XIX
C'était fini, Savine était bien décidé à quitter Bade, où rien ne le retenait plus.
A la Conversation, il ne voulait pas voir le triomphe insolent d'Otchakoff, qui continuait à gagner ou à perdre avec la même indifférence apparente.
Et il ne voulait pas assister davantage à celui de Naurouse auprès de Corysandre.
Cependant, s'il se décidait à partir ainsi, il fallait que son départ lui rapportât au moins quelque chose, ne serait-ce que la reconnaissance de Naurouse.
Lorsque cette idée se fut présentée à son esprit, elle en chassa le mécontentement et la colère. Il se dirigeait vers le Graben pour rentrer chez lui, il s'arrêta, et, changeant de chemin, il alla chez le duc de Naurouse.
—Vous venez dîner avec moi? dit celui-ci, qui allait sortir.

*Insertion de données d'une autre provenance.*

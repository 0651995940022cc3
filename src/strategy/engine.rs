use chrono::Utc;
use rust_decimal::Decimal;
use tracing::{info, warn};

use crate::data::MarketFeed;
use crate::market::error::FetchError;
use crate::market::models::{Advertisement, BestPrices, TradeType};
use crate::strategy::decision::{score, Locale, MarketDecision, MarketSignals, RiskAppetite};
use crate::strategy::session::vietnam_hour;

/// Everything one decision run gathered, kept so the poller can reuse the
/// ads for anomalies and alerts without fetching twice.
#[derive(Debug, Clone)]
pub struct Evaluation {
    pub decision: MarketDecision,
    pub buy: Vec<Advertisement>,
    pub sell: Vec<Advertisement>,
    pub spot_price: Option<Decimal>,
    /// The input that forced a HOLD/LOW, if any.
    pub failed_input: Option<&'static str>,
}

pub struct DecisionEngine<'a> {
    feed: &'a dyn MarketFeed,
    locale: Locale,
}

impl<'a> DecisionEngine<'a> {
    pub fn new(feed: &'a dyn MarketFeed, locale: Locale) -> Self {
        Self { feed, locale }
    }

    /// Gather inputs and score them. Never fails: missing BTC stats or P2P
    /// ads yield HOLD/LOW.
    pub async fn evaluate(&self, asset: &str, fiat: &str, appetite: RiskAppetite) -> Evaluation {
        let (btc, buy, sell, spot, liquidity) = tokio::join!(
            self.feed.btc_change_24h(),
            self.feed.p2p_ads(asset, fiat, TradeType::Buy),
            self.feed.p2p_ads(asset, fiat, TradeType::Sell),
            self.feed.spot_price(),
            self.feed.liquidity(),
        );

        let (btc_change, buy, sell) = match (btc, buy, sell) {
            (Ok(change), Ok(buy), Ok(sell)) => (change, buy, sell),
            (btc, buy, sell) => {
                let what = if btc.is_err() {
                    "BTC 24h stats"
                } else if buy.is_err() {
                    "P2P BUY ads"
                } else {
                    "P2P SELL ads"
                };
                let error = [btc.as_ref().err(), buy.as_ref().err(), sell.as_ref().err()]
                    .into_iter()
                    .flatten()
                    .next();
                warn!(
                    input = what,
                    error = ?error,
                    error_type = error.map(FetchError::error_type).unwrap_or("unknown_error"),
                    "Decision input unavailable, holding"
                );
                return Evaluation {
                    decision: MarketDecision::unavailable(self.locale, what),
                    buy: buy.unwrap_or_default(),
                    sell: sell.unwrap_or_default(),
                    spot_price: spot,
                    failed_input: Some(what),
                };
            }
        };

        let best = BestPrices::from_ads(&buy, &sell);
        let signals = MarketSignals {
            btc_change_24h: btc_change,
            best_buy: best.best_buy,
            best_sell: best.best_sell,
            spot_price: spot,
            hour: vietnam_hour(Utc::now()),
            buy_ad_count: buy.len(),
            sell_ad_count: sell.len(),
            buy_volume: total_volume(&buy),
            sell_volume: total_volume(&sell),
            buy_liquidity: liquidity.buy,
            sell_liquidity: liquidity.sell,
        };

        let decision = score(&signals, appetite, self.locale);
        info!(
            decision = %decision.decision,
            confidence = ?decision.confidence,
            risk = ?appetite,
            "Market decision computed"
        );

        Evaluation {
            decision,
            buy,
            sell,
            spot_price: spot,
            failed_input: None,
        }
    }
}

fn total_volume(ads: &[Advertisement]) -> Decimal {
    ads.iter().map(Advertisement::available_volume).sum()
}

#[cfg(test)]
mod tests {
    use super::*;
    use crate::data::binance::Liquidity;
    use crate::market::models::sample_ad;
    use crate::strategy::decision::{Confidence, Decision};
    use async_trait::async_trait;

    struct StubFeed {
        btc: Result<f64, ()>,
        fail_sell: bool,
    }

    #[async_trait]
    impl MarketFeed for StubFeed {
        async fn btc_change_24h(&self) -> Result<f64, FetchError> {
            self.btc.map_err(|_| FetchError::Timeout("stub".to_string()))
        }

        async fn p2p_ads(&self, _: &str, _: &str, trade_type: TradeType) -> Result<Vec<Advertisement>, FetchError> {
            match trade_type {
                TradeType::Sell if self.fail_sell => Err(FetchError::RateLimited),
                TradeType::Buy => Ok(vec![sample_ad("b", "u1", "26000", "1", "2")]),
                TradeType::Sell => Ok(vec![sample_ad("s", "u2", "26100", "1", "2")]),
            }
        }

        async fn spot_price(&self) -> Option<Decimal> {
            None
        }

        async fn liquidity(&self) -> Liquidity {
            Liquidity::default()
        }
    }

    #[tokio::test]
    async fn test_btc_failure_holds_low() {
        let feed = StubFeed { btc: Err(()), fail_sell: false };
        let eval = DecisionEngine::new(&feed, Locale::En)
            .evaluate("USDT", "VND", RiskAppetite::Balanced)
            .await;
        assert_eq!(eval.decision.decision, Decision::Hold);
        assert_eq!(eval.decision.confidence, Confidence::Low);
        assert!(eval.decision.reason.contains("BTC"));
        // The successful sides are still handed back
        assert_eq!(eval.buy.len(), 1);
    }

    #[tokio::test]
    async fn test_p2p_failure_holds_low() {
        let feed = StubFeed { btc: Ok(0.2), fail_sell: true };
        let eval = DecisionEngine::new(&feed, Locale::Vi)
            .evaluate("USDT", "VND", RiskAppetite::Aggressive)
            .await;
        assert_eq!(eval.decision.decision, Decision::Hold);
        assert_eq!(eval.decision.confidence, Confidence::Low);
        assert_eq!(eval.failed_input, Some("P2P SELL ads"));
    }

    #[tokio::test]
    async fn test_full_inputs_are_scored() {
        let feed = StubFeed { btc: Ok(-3.0), fail_sell: false };
        let eval = DecisionEngine::new(&feed, Locale::En)
            .evaluate("USDT", "VND", RiskAppetite::Balanced)
            .await;
        let metrics = eval.decision.metrics.expect("scored decision carries metrics");
        assert!(metrics.btc.favors_buying);
        assert_eq!(metrics.competition.buy_ads_count, 1);
        assert_eq!(metrics.liquidity.ratio, 50.0);
        assert_ne!(eval.decision.decision, Decision::Analyzing);
    }
}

—Justement, mais à une condition, qui est que nous allions dîner dans un endroit où nous pourrons causer; j'ai à vous parler de choses sérieuses, et je voudrais n'être ni dérangé ni entendu.
—Vous paraissez agité.
—Je le suis, en effet; vous saurez tout à l'heure pourquoi; occupons-nous d'abord de dîner, le reste viendra après.
Ils montèrent en voiture et se firent conduire à l'Ours, qui est un restaurant établi dans une prairie à quelques minutes de Bade; mais en route Savine ne parla de rien, pas même de la perte qu'il venait de faire.

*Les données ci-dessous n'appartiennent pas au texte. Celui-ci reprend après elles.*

//! HTTP route handlers.

use axum::body::Bytes;
use axum::extract::{Query, State};
use axum::http::{header, StatusCode};
use axum::response::{IntoResponse, Json, Response};
use chrono::Utc;
use rust_decimal::Decimal;
use serde::Deserialize;
use serde_json::json;
use tracing::{info, warn};

use crate::config::RuntimeConfigUpdate;
use crate::dashboard::socket::ServerEvent;
use crate::dashboard::AppState;
use crate::data::binance::BTC_SYMBOL;
use crate::market::p2p::AmountQuery;
use crate::strategy::decision::RiskAppetite;
use crate::strategy::engine::DecisionEngine;

#[derive(Debug, Default, Deserialize)]
#[serde(rename_all = "camelCase")]
pub struct MarketQuery {
    pub asset: Option<String>,
    pub fiat: Option<String>,
    pub min_limit: Option<String>,
    pub amount: Option<String>,
    pub from_amount: Option<String>,
    pub to_amount: Option<String>,
}

#[derive(Debug, Default, Deserialize)]
#[serde(rename_all = "camelCase")]
pub struct AnomalyQuery {
    pub threshold: Option<String>,
    pub filter_enabled: Option<String>,
}

#[derive(Debug, Default, Deserialize)]
pub struct DecisionQuery {
    pub risk: Option<String>,
}

pub async fn index_handler() -> impl IntoResponse {
    let html = include_str!("../../static/index.html");
    ([(header::CONTENT_TYPE, "text/html; charset=utf-8")], html)
}

pub async fn health_handler(State(state): State<AppState>) -> impl IntoResponse {
    Json(state.health.snapshot().await)
}

pub async fn get_config_handler(State(state): State<AppState>) -> impl IntoResponse {
    Json(state.runtime.read().await.clone())
}

pub async fn put_config_handler(State(state): State<AppState>, body: Bytes) -> Response {
    let update = serde_json::from_slice::<serde_json::Value>(&body)
        .map_err(|_| "Invalid deviationThreshold value".to_string())
        .and_then(|value| RuntimeConfigUpdate::from_json(&value));

    let update = match update {
        Ok(u) => u,
        Err(error) => {
            warn!(error = %error, "Rejected config update");
            return (StatusCode::BAD_REQUEST, Json(json!({"success": false, "error": error}))).into_response();
        }
    };

    let config = {
        let mut runtime = state.runtime.write().await;
        update.apply(&mut runtime);
        runtime.clone()
    };
    config.persist(&state.config.server.runtime_config_path).await;

    info!(
        threshold = config.deviation_threshold,
        filter = config.is_filter_enabled,
        risk = ?config.risk_appetite,
        "Runtime config updated"
    );

    let payload = state.dashboard_payload().await;
    state.publish(ServerEvent::Anomalies(payload));

    Json(json!({"success": true, "config": config})).into_response()
}

pub async fn anomalies_handler(State(state): State<AppState>, Query(query): Query<AnomalyQuery>) -> impl IntoResponse {
    let explicit = query.threshold.as_deref().and_then(parse_f64);
    let filter_enabled = query.filter_enabled.as_deref() == Some("true");

    let threshold = match (explicit, filter_enabled) {
        (Some(t), _) => Some(t),
        (None, true) => Some(state.runtime.read().await.deviation_threshold),
        (None, false) => None,
    };

    Json(state.anomalies_payload(threshold).await)
}

/// Always 200. Upstream failures come back as HOLD/LOW.
pub async fn decision_handler(State(state): State<AppState>, Query(query): Query<DecisionQuery>) -> impl IntoResponse {
    let (asset, fiat, default_risk) = {
        let runtime = state.runtime.read().await;
        (
            runtime.default_asset().to_string(),
            runtime.fiat_currency.clone(),
            runtime.risk_appetite,
        )
    };
    let appetite = query
        .risk
        .as_deref()
        .and_then(|r| r.parse::<RiskAppetite>().ok())
        .unwrap_or(default_risk);

    let eval = DecisionEngine::new(state.feed.as_ref(), state.locale())
        .evaluate(&asset, &fiat, appetite)
        .await;
    Json(eval.decision)
}

pub async fn btc_trend_handler(State(state): State<AppState>) -> impl IntoResponse {
    Json(state.spot.btc_trend().await)
}

pub async fn binance_data_handler(State(state): State<AppState>) -> Response {
    let (price, ticker, liquidity, usdt) = tokio::join!(
        state.spot.last_price(BTC_SYMBOL),
        state.spot.ticker_24h(BTC_SYMBOL),
        state.spot.liquidity_or_default(),
        state.coingecko.usdt_vnd(),
    );

    match price.and_then(|price| ticker.map(|ticker| (price, ticker))) {
        Ok((price, ticker)) => Json(json!({
            "btcPrice": price,
            "priceChangePercent": ticker.price_change_percent,
            "buyLiquidity": liquidity.buy,
            "sellLiquidity": liquidity.sell,
            "usdtToVndRate": usdt.price,
            "timestamp": Utc::now(),
        }))
        .into_response(),
        Err(e) => {
            warn!(error = %e, error_type = e.error_type(), "Binance market data unavailable");
            (
                StatusCode::INTERNAL_SERVER_ERROR,
                Json(json!({"error": "Failed to fetch Binance data"})),
            )
                .into_response()
        }
    }
}

/// `?asset=BTC` quotes BTC/USD, anything else USDT/VND.
pub async fn spot_price_handler(State(state): State<AppState>, Query(query): Query<MarketQuery>) -> impl IntoResponse {
    let is_btc = query
        .asset
        .as_deref()
        .is_some_and(|a| a.eq_ignore_ascii_case("BTC"));

    let (asset, fiat, quote) = if is_btc {
        ("BTC", "USD", state.coingecko.btc_usd().await)
    } else {
        ("USDT", "VND", state.coingecko.usdt_vnd().await)
    };

    Json(json!({
        "asset": asset,
        "fiat": fiat,
        "price": quote.price,
        "source": quote.source,
        "timestamp": Utc::now(),
    }))
}

pub async fn p2p_all_handler(State(state): State<AppState>, Query(query): Query<MarketQuery>) -> impl IntoResponse {
    let (asset, fiat) = market_pair(&state, &query).await;
    // Unparseable limits mean "no limit"
    let min_limit = query
        .min_limit
        .as_deref()
        .and_then(parse_decimal)
        .filter(|d| *d > Decimal::ZERO)
        .unwrap_or(Decimal::ZERO);

    Json(state.p2p.top_lowest(&asset, &fiat, min_limit).await)
}

pub async fn buy_sell_top_handler(State(state): State<AppState>, Query(query): Query<MarketQuery>) -> impl IntoResponse {
    let (asset, fiat) = market_pair(&state, &query).await;
    let (countries, pay_types) = {
        let runtime = state.runtime.read().await;
        (runtime.countries.clone(), runtime.payment_methods.clone())
    };

    Json(state.p2p.buy_sell_top(&asset, &fiat, &countries, &pay_types).await)
}

pub async fn search_all_handler(State(state): State<AppState>, Query(query): Query<MarketQuery>) -> Response {
    let amount_query = match amount_query(&query) {
        Ok(q) => q,
        Err(error) => {
            return (StatusCode::BAD_REQUEST, Json(json!({"error": error}))).into_response();
        }
    };

    let (asset, fiat) = market_pair(&state, &query).await;
    Json(state.p2p.search_all(&asset, &fiat, amount_query).await).into_response()
}

pub async fn binance_probe_handler(State(state): State<AppState>, Query(query): Query<MarketQuery>) -> impl IntoResponse {
    let (asset, fiat) = market_pair(&state, &query).await;
    Json(state.p2p.probe(&asset, &fiat).await)
}

pub async fn alerts_test_handler(State(state): State<AppState>) -> Response {
    if !state.alerts.has_webhook() {
        return (
            StatusCode::BAD_REQUEST,
            Json(json!({"success": false, "error": "Discord webhook URL is not configured"})),
        )
            .into_response();
    }

    match state.alerts.send_test().await {
        Ok(()) => Json(json!({"success": true})).into_response(),
        Err(e) => {
            warn!(error = %e, "Discord test message failed");
            (
                StatusCode::BAD_GATEWAY,
                Json(json!({"success": false, "error": e.to_string()})),
            )
                .into_response()
        }
    }
}

async fn market_pair(state: &AppState, query: &MarketQuery) -> (String, String) {
    let runtime = state.runtime.read().await;
    let asset = query
        .asset
        .clone()
        .filter(|a| !a.trim().is_empty())
        .unwrap_or_else(|| runtime.default_asset().to_string());
    let fiat = query
        .fiat
        .clone()
        .filter(|f| !f.trim().is_empty())
        .unwrap_or_else(|| runtime.fiat_currency.clone());
    (asset, fiat)
}

/// `amount` wins over a range. A range may omit either bound.
pub fn amount_query(query: &MarketQuery) -> Result<AmountQuery, String> {
    if let Some(raw) = query.amount.as_deref().filter(|s| !s.trim().is_empty()) {
        return parse_decimal(raw)
            .filter(|d| *d > Decimal::ZERO)
            .map(AmountQuery::Exact)
            .ok_or_else(|| "Invalid amount value".to_string());
    }

    let from = query.from_amount.as_deref().filter(|s| !s.trim().is_empty());
    let to = query.to_amount.as_deref().filter(|s| !s.trim().is_empty());
    if from.is_none() && to.is_none() {
        return Err("Please provide amount or fromAmount/toAmount".to_string());
    }

    let from = match from {
        Some(raw) => parse_decimal(raw).ok_or_else(|| "Invalid fromAmount value".to_string())?,
        None => Decimal::ZERO,
    };
    let to = match to {
        Some(raw) => parse_decimal(raw).ok_or_else(|| "Invalid toAmount value".to_string())?,
        None => Decimal::MAX,
    };
    if from > to {
        return Err("fromAmount must not exceed toAmount".to_string());
    }

    Ok(AmountQuery::Range { from, to })
}

fn parse_decimal(raw: &str) -> Option<Decimal> {
    raw.trim().parse::<Decimal>().ok()
}

fn parse_f64(raw: &str) -> Option<f64> {
    raw.trim().parse::<f64>().ok().filter(|v| v.is_finite() && *v >= 0.0)
}

#[cfg(test)]
mod tests {
    use super::*;
    use rust_decimal_macros::dec;

    fn query(amount: Option<&str>, from: Option<&str>, to: Option<&str>) -> MarketQuery {
        MarketQuery {
            amount: amount.map(String::from),
            from_amount: from.map(String::from),
            to_amount: to.map(String::from),
            ..Default::default()
        }
    }

    #[test]
    fn test_amount_query_exact() {
        assert_eq!(
            amount_query(&query(Some("5000000"), Some("1"), None)),
            Ok(AmountQuery::Exact(dec!(5000000)))
        );
        assert!(amount_query(&query(Some("abc"), None, None)).is_err());
        assert!(amount_query(&query(Some("0"), None, None)).is_err());
    }

    #[test]
    fn test_amount_query_range() {
        assert_eq!(
            amount_query(&query(None, Some("1000000"), None)),
            Ok(AmountQuery::Range {
                from: dec!(1000000),
                to: Decimal::MAX
            })
        );
        assert_eq!(
            amount_query(&query(None, None, Some("200"))),
            Ok(AmountQuery::Range {
                from: Decimal::ZERO,
                to: dec!(200)
            })
        );
        assert!(amount_query(&query(None, Some("10"), Some("5"))).is_err());
    }

    #[test]
    fn test_amount_query_missing() {
        assert!(amount_query(&query(None, None, None)).is_err());
        assert!(amount_query(&query(Some(" "), Some(""), None)).is_err());
    }
}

A table non plus il n'entama pas la confidence qu'il avait annoncée, et Roger remarqua qu'il mangeait et buvait à fond en homme qui ne se laisse pas couper l'appétit par les émotions: il s'était fait servir de la bière, du champagne et du cognac qu'il mélangeait lui-même dans de certaines proportions et qu'il avalait à grands coups, car lorsqu'il ne se croyait pas malade c'était une de ses prétentions de pouvoir boire plus qu'aucun Russe; et sa réputation avait commencé à se fonder autrefois à Paris par ce talent qui lui avait valu bien des envieux parmi les jeunes gens de son monde.
Ce fut seulement au dessert, la porte close, qu'il commença l'entretien que, tout en mangeant et en buvant, il avait préparé:
—Mon cher Roger, il faut me répondre avec franchise.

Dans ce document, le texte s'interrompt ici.